Given entries:
+ + + + + + +
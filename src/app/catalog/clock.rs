//! 时钟抽象，商品 id 与资源键都依赖当前毫秒

use chrono::{DateTime, TimeZone, Utc};
use std::fmt::Debug;

pub trait Clock: Send + Sync + Debug {
    fn now(&self) -> DateTime<Utc>;
}

#[derive(Debug, Clone, Copy, Default)]
pub struct SystemClock;

impl Clock for SystemClock {
    fn now(&self) -> DateTime<Utc> {
        Utc::now()
    }
}

/// 固定时钟
#[derive(Debug, Clone, Copy)]
pub struct FixedClock(DateTime<Utc>);

impl FixedClock {
    pub fn new(at: DateTime<Utc>) -> Self {
        Self(at)
    }

    /// 超出可表示范围时退回到 Unix 纪元
    pub fn from_millis(millis: i64) -> Self {
        Self(Utc.timestamp_millis_opt(millis).single().unwrap_or_default())
    }
}

impl Clock for FixedClock {
    fn now(&self) -> DateTime<Utc> {
        self.0
    }
}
+ + + + + + +
Directions:
Print exactly, and only, the lines from the line that contains "时钟抽象，商品 id 与资源键都依赖当前毫秒" through the last line of the records.

Task response:
//! 时钟抽象，商品 id 与资源键都依赖当前毫秒

use chrono::{DateTime, TimeZone, Utc};
use std::fmt::Debug;

pub trait Clock: Send + Sync + Debug {
    fn now(&self) -> DateTime<Utc>;
}

#[derive(Debug, Clone, Copy, Default)]
pub struct SystemClock;

impl Clock for SystemClock {
    fn now(&self) -> DateTime<Utc> {
        Utc::now()
    }
}

/// 固定时钟
#[derive(Debug, Clone, Copy)]
pub struct FixedClock(DateTime<Utc>);

impl FixedClock {
    pub fn new(at: DateTime<Utc>) -> Self {
        Self(at)
    }

    /// 超出可表示范围时退回到 Unix 纪元
    pub fn from_millis(millis: i64) -> Self {
        Self(Utc.timestamp_millis_opt(millis).single().unwrap_or_default())
    }
}

impl Clock for FixedClock {
    fn now(&self) -> DateTime<Utc> {
        self.0
    }
}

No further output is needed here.